Shannon scored the deciding goal and John Tavares missed the opportunity to extend the shootout in the Senators' 3-2 victory over the New York Islanders.

Alex Kovalev and Mike Fisher both beat Dwayne Roloson to start the extra session, and Shannon sealed it, despite seeing his three-game goal-scoring streak come to an end before a crowd of 16,743 at Scotiabank Place.

"After seeing Fish and Kovalev go, I'm sure Roloson wasn't feeling too confident and I just found the net," said Shannon, who had four goals in the three games prior to Thursday after going goalless in his previous 29 games.

"The team's playing well and we're making it easy on ourselves . . . each guy knows their role and what makes them good so, when everything's clicking, all the personal games are better, too."

Tavares had the chance to keep things going after Frans Nielsen and Rob Schremp were successful against Pascal Leclaire, but he struck the side of the net with his deke attempt and the Senators won for the third time in four games.

"It's not the result we wanted. Obviously, I'd have like to put that one in," said Tavares, who was enjoyed a memorable New Year's Eve in Ottawa a year earlier when he played a starring role in Canada's come-from-behind 7-4 win over the United States at the world junior championship.

This time, the Islanders' rookie was jeered, and his miss was celebrated.

Tavares was held without a point and now has just one goal and one assist in his past 11 games.

"I thought I just had to get (the shootout chance) up and it just rolled off my stick," he said. "Obviously, you want to score every chance you get, especially me. I hate missing them. It was just unfortunate, but we battled back hard and it was good to get a point."

It was the Sens' third straight victory in shootouts and they improved to 4-3 in the extra format after coming into the season with an NHL-worst mark of 14-26.

Chris Kelly and Peter Regin scored in regulation for the Senators, while Schremp and Jon Sim had the goals for the Islanders.

Leclaire made 25 saves for the Senators (21-16-4).

"(Pascal's) been great," Fisher said. "He's making the right saves at the right times and he's been a big part of our wins lately."

Roloson stopped 34 shots at the other end for the Islanders (16-18-8), who are winless in two of their past three and fell to 2-5 in shootouts this year.

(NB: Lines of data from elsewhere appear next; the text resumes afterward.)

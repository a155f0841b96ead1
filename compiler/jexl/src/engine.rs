//! The embedding surface: engine, builder, expressions and scripts.

use std::fmt;
use std::sync::Arc;

use jexl_eval::{Interpreter, JexlUberspect, ObjectContext, Options, Permissions, SandboxUberspect, Uberspect};
use jexl_ir::{Features, Lambda, Node, Pragma};
use jexl_value::{Arithmetic, Closure, JexlArithmetic, SharedContext, Value};
use tracing::debug;

use crate::cache::{AstCache, CacheKey, SourceKind};
use crate::error::Result;

const DEFAULT_CACHE_CAPACITY: usize = 512;
const DEFAULT_CACHE_THRESHOLD: usize = 4096;

/// Builder for [`Engine`].
///
/// Every collaborator is passed in explicitly; unset ones get defaults
/// (`JexlArithmetic` matching the `strict` flag, `JexlUberspect`, no
/// sandbox).
#[must_use]
pub struct EngineBuilder {
    arithmetic: Option<Arc<dyn Arithmetic>>,
    uberspect: Option<Arc<dyn Uberspect>>,
    permissions: Option<Permissions>,
    cache_capacity: usize,
    cache_threshold: usize,
    features: Features,
    options: Options,
}

impl Default for EngineBuilder {
    fn default() -> Self {
        EngineBuilder {
            arithmetic: None,
            uberspect: None,
            permissions: None,
            cache_capacity: DEFAULT_CACHE_CAPACITY,
            cache_threshold: DEFAULT_CACHE_THRESHOLD,
            features: Features::default(),
            options: Options::default(),
        }
    }
}

impl EngineBuilder {
    pub fn new() -> Self {
        Self::default()
    }

    pub fn arithmetic(mut self, arithmetic: impl Arithmetic + 'static) -> Self {
        self.arithmetic = Some(Arc::new(arithmetic));
        self
    }

    pub fn uberspect(mut self, uberspect: impl Uberspect + 'static) -> Self {
        self.uberspect = Some(Arc::new(uberspect));
        self
    }

    /// Filter member access through a [`SandboxUberspect`].
    pub fn permissions(mut self, permissions: Permissions) -> Self {
        self.permissions = Some(permissions);
        self
    }

    /// Maximum number of cached compilations; zero disables the cache.
    pub fn cache(mut self, capacity: usize) -> Self {
        self.cache_capacity = capacity;
        self
    }

    /// Longest source (in bytes) that is cached.
    pub fn cache_threshold(mut self, threshold: usize) -> Self {
        self.cache_threshold = threshold;
        self
    }

    pub fn max_depth(mut self, max_depth: usize) -> Self {
        self.options.max_depth = max_depth;
        self
    }

    pub fn features(mut self, features: Features) -> Self {
        self.features = features;
        self
    }

    pub fn strict(mut self, strict: bool) -> Self {
        self.options.strict = strict;
        self
    }

    pub fn safe(mut self, safe: bool) -> Self {
        self.options.safe = safe;
        self
    }

    pub fn silent(mut self, silent: bool) -> Self {
        self.options.silent = silent;
        self
    }

    pub fn cancellable(mut self, cancellable: bool) -> Self {
        self.options.cancellable = cancellable;
        self
    }

    pub fn build(self) -> Engine {
        let arithmetic = self
            .arithmetic
            .unwrap_or_else(|| Arc::new(JexlArithmetic::new(self.options.strict)));
        let uberspect = self
            .uberspect
            .unwrap_or_else(|| Arc::new(JexlUberspect::new()));
        let uberspect: Arc<dyn Uberspect> = match self.permissions {
            Some(permissions) => Arc::new(SandboxUberspect::new(uberspect, permissions)),
            None => uberspect,
        };
        Engine {
            inner: Arc::new(EngineInner {
                arithmetic,
                uberspect,
                features: self.features,
                options: self.options,
                cache: AstCache::new(self.cache_capacity, self.cache_threshold),
            }),
        }
    }
}

struct EngineInner {
    arithmetic: Arc<dyn Arithmetic>,
    uberspect: Arc<dyn Uberspect>,
    features: Features,
    options: Options,
    cache: Option<AstCache>,
}

/// Compiles sources and evaluates them.
///
/// Cheap to clone and safe to share across threads; each evaluation
/// brings its own context.
#[derive(Clone)]
pub struct Engine {
    inner: Arc<EngineInner>,
}

impl Default for Engine {
    fn default() -> Self {
        Self::new()
    }
}

impl fmt::Debug for Engine {
    fn fmt(&self, f: &mut fmt::Formatter<'_>) -> fmt::Result {
        f.debug_struct("Engine")
            .field("features", &self.inner.features)
            .field("options", &self.inner.options)
            .field("cached", &self.cached_count())
            .finish_non_exhaustive()
    }
}

impl Engine {
    pub fn new() -> Self {
        EngineBuilder::new().build()
    }

    pub fn builder() -> EngineBuilder {
        EngineBuilder::new()
    }

    pub fn options(&self) -> &Options {
        &self.inner.options
    }

    pub fn features(&self) -> Features {
        self.inner.features
    }

    /// Compile a single expression.
    #[tracing::instrument(level = "debug", skip_all, fields(len = source.len()))]
    pub fn create_expression(&self, source: &str) -> Result<Expression> {
        let lambda = self.compile(SourceKind::Expression, source, &[])?;
        Ok(Expression {
            engine: self.clone(),
            source: Arc::from(source),
            lambda,
        })
    }

    /// Compile a script without parameters.
    pub fn create_script(&self, source: &str) -> Result<Script> {
        self.create_script_with_params::<&str>(source, &[])
    }

    /// Compile a script whose arguments bind to `params` in order.
    #[tracing::instrument(level = "debug", skip_all, fields(len = source.len(), params = params.len()))]
    pub fn create_script_with_params<S: AsRef<str>>(&self, source: &str, params: &[S]) -> Result<Script> {
        let params: Vec<String> = params.iter().map(|p| p.as_ref().to_string()).collect();
        let lambda = self.compile(SourceKind::Script, source, &params)?;
        Ok(Script {
            engine: self.clone(),
            source: Arc::from(source),
            closure: Closure::new(lambda, None),
        })
    }

    /// A context whose variables are the properties of `object`, resolved
    /// through this engine's uberspect.
    pub fn object_context(&self, object: Value) -> SharedContext {
        Arc::new(ObjectContext::new(object, Arc::clone(&self.inner.uberspect)))
    }

    /// Number of cached compilations.
    pub fn cached_count(&self) -> usize {
        self.inner.cache.as_ref().map_or(0, AstCache::len)
    }

    pub fn clear_cache(&self) {
        if let Some(cache) = &self.inner.cache {
            cache.clear();
        }
    }

    fn compile(&self, kind: SourceKind, source: &str, params: &[String]) -> Result<Arc<Lambda>> {
        let cache = self.inner.cache.as_ref().filter(|c| c.accepts(source));
        let key = cache.map(|_| CacheKey {
            kind,
            source: source.to_string(),
            params: params.to_vec(),
        });
        if let (Some(cache), Some(key)) = (cache, key.as_ref()) {
            if let Some(lambda) = cache.get(key) {
                return Ok(lambda);
            }
        }

        let tokens = jexl_lexer::tokenize(source);
        let features = self.inner.features;
        let body = match kind {
            SourceKind::Expression => jexl_parse::parse_expression(&tokens, features)?,
            SourceKind::Script => jexl_parse::parse_script(&tokens, features, params)?,
        };
        let lambda = Arc::new(Lambda::new(params.to_vec(), body));
        debug!(kind = ?kind, "compiled source");

        if let (Some(cache), Some(key)) = (cache, key) {
            cache.insert(key, Arc::clone(&lambda));
        }
        Ok(lambda)
    }

    fn interpreter(&self, options: Options) -> Interpreter<'_> {
        Interpreter::new(&*self.inner.arithmetic, &*self.inner.uberspect, options)
    }
}

/// A compiled expression.
#[derive(Clone)]
pub struct Expression {
    engine: Engine,
    source: Arc<str>,
    lambda: Arc<Lambda>,
}

impl Expression {
    pub fn evaluate(&self, ctx: &SharedContext) -> Result<Value> {
        let mut interpreter = self.engine.interpreter(self.engine.inner.options);
        Ok(interpreter.interpret(&self.lambda.body, ctx)?)
    }

    pub fn source(&self) -> &str {
        &self.source
    }

    /// The parsed tree.
    pub fn ast(&self) -> &Node {
        &self.lambda.body
    }
}

impl fmt::Debug for Expression {
    fn fmt(&self, f: &mut fmt::Formatter<'_>) -> fmt::Result {
        f.debug_tuple("Expression").field(&self.source).finish()
    }
}

/// A compiled script: a closure over the script body, possibly with
/// curried arguments.
#[derive(Clone)]
pub struct Script {
    engine: Engine,
    source: Arc<str>,
    closure: Closure,
}

impl Script {
    /// Run with `args` bound to the unbound parameters in order.
    ///
    /// `jexl.*` pragmas of the script override the engine options for this
    /// run.
    pub fn execute(&self, ctx: &SharedContext, args: &[Value]) -> Result<Value> {
        let options = self.engine.inner.options.with_pragmas(self.pragmas());
        let mut interpreter = self.engine.interpreter(options);
        Ok(interpreter.call(&self.closure, args, ctx)?)
    }

    /// A script with `args` bound to the next unbound parameters.
    #[must_use]
    pub fn curry(&self, args: &[Value]) -> Script {
        Script {
            engine: self.engine.clone(),
            source: Arc::clone(&self.source),
            closure: self.closure.curry(args),
        }
    }

    /// Every declared parameter.
    pub fn parameters(&self) -> &[String] {
        self.closure.params()
    }

    /// Parameters not yet bound by [`Script::curry`].
    pub fn unbound_parameters(&self) -> &[String] {
        self.closure.unbound_params()
    }

    pub fn pragmas(&self) -> &[Pragma] {
        self.closure.lambda().pragmas()
    }

    pub fn source(&self) -> &str {
        &self.source
    }

    pub fn ast(&self) -> &Node {
        &self.closure.lambda().body
    }
}

impl fmt::Debug for Script {
    fn fmt(&self, f: &mut fmt::Formatter<'_>) -> fmt::Result {
        f.debug_struct("Script")
            .field("source", &self.source)
            .field("unbound", &self.unbound_parameters())
            .finish_non_exhaustive()
    }
}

"Rollie's been like that all year for us," Tavares said. "He's definitely been giving us some life and momentum and I that that's part of why we played so well in the third. He's been our best player this year."

The game bordered on chippy at times, with former Islanders defenceman Chris Campoli a favourite target of New York's physical play. After Tim Jackman ran him into the boards at the horn to end the first, Matt Carkner landed a punch to Jackman's head that put him out for the rest of the game.

Jackman left the game for precautionary reasons, the Islanders said. Carkner received a double roughing penalty.

Islanders defenceman Andy Sutton also levelled Senators winger Nick Foligno with a heavy hit.

"It was just two teams really wanting those two points and we were just battling as hard as we could," Foligno said. "The game really wasn't very pretty. We were working so hard and grinding it out so well that neither team wanted to give each other an inch. Some bad blood, maybe, but we just wanted those two points real bad and luckily we got them."

The Senators were coming off a 4-3 loss at home a night earlier to the Colorado Avalanche, just their sixth loss at Scotiabank Place in 23 games this season.

Meanwhile, the Islanders had beaten the Columbus Blue Jackets 2-1 at home in their last outing on Tuesday night, with Schremp scoring the deciding goal in shootout.

After a goalless first, Schremp gave New York the lead on the power play. Kelly tied things up and Regin gave the Senators the lead on a goal that required a video review after a pile-up in the crease.

Sim tied the game 56 seconds into the third and it stayed that way until the shootout.

"When we go that distance to pull out wins, it's nice, especially when we've struggled with shootouts in the past," Fisher said. "We stuck with it, it was just a battle, and we found a way again."